**EXERCISE REQUIREMENTS:**
Begin at the top of the records and copy each line exactly. The line containing "race surfaces identically." is the last one to include.

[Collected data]
____________________

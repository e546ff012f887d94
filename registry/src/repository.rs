//! Persistence abstraction consumed by the gateway service.
//!
//! Implementations must enforce unique serial numbers, IPv4 addresses and
//! device UIDs themselves and report violations as the same
//! [`Error::Conflict`](crate::errors::Error::Conflict) the service pre-checks
//! raise, so a lost check-then-act race surfaces identically.

use crate::errors::Result;
use crate::model::{Gateway, PeripheralDevice};
use async_trait::async_trait;
use uuid::Uuid;

#[async_trait]
pub trait GatewayRepository: Send + Sync {
    async fn find_by_id(&self, id: Uuid) -> Result<Option<Gateway>>;

    async fn find_by_serial_number(&self, serial_number: &str) -> Result<Option<Gateway>>;

    async fn find_by_ipv4_address(&self, ipv4_address: &str) -> Result<Option<Gateway>>;

    /// All gateways in creation order
    async fn list(&self) -> Result<Vec<Gateway>>;

    async fn create(&self, gateway: Gateway) -> Result<Gateway>;

    /// Persists mutable fields. `serial_number` is never written.
    async fn save(&self, gateway: Gateway) -> Result<Gateway>;

    /// Returns `false` when no row matched.
    async fn delete(&self, id: Uuid) -> Result<bool>;
}

#[async_trait]
pub trait DeviceRepository: Send + Sync {
    async fn find_by_id(&self, id: Uuid) -> Result<Option<PeripheralDevice>>;

    async fn find_by_uid(&self, uid: i64) -> Result<Option<PeripheralDevice>>;

    /// Devices attached to any of `gateway_ids`, in creation order
    async fn list_by_gateways(&self, gateway_ids: &[Uuid]) -> Result<Vec<PeripheralDevice>>;

    async fn count_by_gateway(&self, gateway_id: Uuid) -> Result<u64>;

    async fn create(&self, device: PeripheralDevice) -> Result<PeripheralDevice>;

    async fn save(&self, device: PeripheralDevice) -> Result<PeripheralDevice>;
}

____________________

**RESPONSE:**
repository e546ff012f887d94
filename registry/src/repository.rs
//! Persistence abstraction consumed by the gateway service.
//!
//! Implementations must enforce unique serial numbers, IPv4 addresses and
//! device UIDs themselves and report violations as the same
//! [`Error::Conflict`](crate::errors::Error::Conflict) the service pre-checks
//! raise, so a lost check-then-act race surfaces identically.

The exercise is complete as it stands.